While my two beautiful little girls are unique, my story of struggling with fertility is not. Assisted reproductive technology (ART), including IVF treatment, has enabled thousands of Americans to safely start families in red and blue states alike. So I write to each of you today, and especially to my Republican colleagues who cooed and cuddled Maile when she first visited the Capitol, in the hope that you will fully consider the very real impact your vote on this unprecedented nomination could have on those Americans hoping to start families of their own. I urge you to fully consider the message a vote in favor of a Supreme Court nominee who appears to believe that my daughters shouldn’t even exist sends not only to me as a mother and as your colleague, but to parents-to-be around this country struggling with infertility and whose dreams may only be achieved through IVF or other technologies.

Judge Barrett’s nomination is deeply controversial for a host of reasons, and I understand that we do not all agree on the next steps in her nomination process. But Judge Barrett’s willingness to associate her name with such an organization is disqualifying and, frankly, insulting to every parent, hopeful parent or would-be parent who has struggled to start a family. Formally signing on to the message of an organization with these radical views goes beyond other nominees and demonstrates a lack of judgment, an absence of due diligence and a derision toward families like mine who were only able to have children with the help of methods and assistance that Judge Barrett personally disapproves of.

I fear that, if confirmed to the nation’s highest court, Judge Barrett would be unable to resist the temptation of overturning decades of judicial precedent in an effort to force every American family to adhere to her individual moral code.
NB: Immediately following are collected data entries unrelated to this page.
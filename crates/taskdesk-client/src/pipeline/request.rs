//! Outgoing request description and credential attachment.

use std::borrow::Cow;

use reqwest::{Method, RequestBuilder};
use serde::Serialize;
use tracing::debug;
use url::Url;

use crate::credentials::CredentialStore;
use crate::error::ApiError;

/// How a request takes part in the refresh cycle.
#[derive(Debug, Clone, Copy, Default, PartialEq, Eq)]
pub enum AuthMode {
    /// A `401` triggers refresh-and-retry.
    #[default]
    Session,
    /// The bearer token is still attached when one exists, but a `401` is
    /// returned to the caller as is. Used by login and logout.
    Public,
}

/// A replayable API call.
///
/// The pipeline rebuilds the HTTP request from this description for the
/// retry, so the retried call is identical to the original apart from the
/// credential.
#[derive(Debug, Clone)]
pub struct ApiRequest {
    method: Method,
    path: String,
    query: Vec<(String, String)>,
    body: Option<serde_json::Value>,
    auth: AuthMode,
}

impl ApiRequest {
    pub fn new(method: Method, path: impl Into<String>) -> Self {
        Self {
            method,
            path: path.into(),
            query: Vec::new(),
            body: None,
            auth: AuthMode::Session,
        }
    }

    pub fn get(path: impl Into<String>) -> Self {
        Self::new(Method::GET, path)
    }

    pub fn post(path: impl Into<String>) -> Self {
        Self::new(Method::POST, path)
    }

    pub fn put(path: impl Into<String>) -> Self {
        Self::new(Method::PUT, path)
    }

    pub fn patch(path: impl Into<String>) -> Self {
        Self::new(Method::PATCH, path)
    }

    pub fn delete(path: impl Into<String>) -> Self {
        Self::new(Method::DELETE, path)
    }

    pub fn query(mut self, key: impl Into<String>, value: impl ToString) -> Self {
        self.query.push((key.into(), value.to_string()));
        self
    }

    /// Attach a JSON body.
    pub fn json<T: Serialize + ?Sized>(mut self, body: &T) -> Result<Self, ApiError> {
        let value = serde_json::to_value(body)
            .map_err(|e| ApiError::InvalidRequest(format!("unserializable body: {e}")))?;
        self.body = Some(value);
        Ok(self)
    }

    /// Opt out of refresh-and-retry.
    pub fn public(mut self) -> Self {
        self.auth = AuthMode::Public;
        self
    }

    pub fn method(&self) -> &Method {
        &self.method
    }

    pub fn path(&self) -> &str {
        &self.path
    }

    pub fn query_pairs(&self) -> &[(String, String)] {
        &self.query
    }

    pub fn body(&self) -> Option<&serde_json::Value> {
        self.body.as_ref()
    }

    pub fn auth_mode(&self) -> AuthMode {
        self.auth
    }

    pub(crate) fn to_builder(&self, http: &reqwest::Client, url: Url) -> RequestBuilder {
        let mut builder = http.request(self.method.clone(), url);
        if !self.query.is_empty() {
            builder = builder.query(&self.query);
        }
        if let Some(body) = &self.body {
            builder = builder.json(body);
        }
        builder
    }
}

/// Percent-encode a caller-supplied id for use as one path segment.
///
/// Empty and dot segments are refused because URL resolution would drop or
/// collapse them.
pub(crate) fn path_segment(value: &str) -> Result<Cow<'_, str>, ApiError> {
    if value.is_empty() || value == "." || value == ".." {
        return Err(ApiError::InvalidRequest(format!(
            "invalid path segment `{value}`"
        )));
    }
    Ok(urlencoding::encode(value))
}

/// Attach the stored access token as a bearer header.
///
/// Returns whether a token was attached. Never fails and never awaits: a
/// missing credential is not an error here because some endpoints (login)
/// are meant to be reached unauthenticated.
pub(crate) fn authorize(
    builder: RequestBuilder,
    store: &dyn CredentialStore,
) -> (RequestBuilder, bool) {
    match store.read() {
        Some(record) => (builder.bearer_auth(&record.access_token), true),
        None => {
            debug!("No stored credential, sending request without authorization");
            (builder, false)
        }
    }
}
I fear that if a case involving ART were to be brought before the bench, families like mine would not be able to trust that her opinions would be based on facts, laws and the Constitution rather than swayed by her personal beliefs.

A lifetime appointment to the Supreme Court of the United States is an incredible privilege, but it is absolutely not a right. I urge each of you to look within yourselves and decide whether women like me should have the right to start families or whether we should be considered criminals. And then, I hope you’ll join me in speaking out for every American family who has struggled with infertility by opposing this confirmation.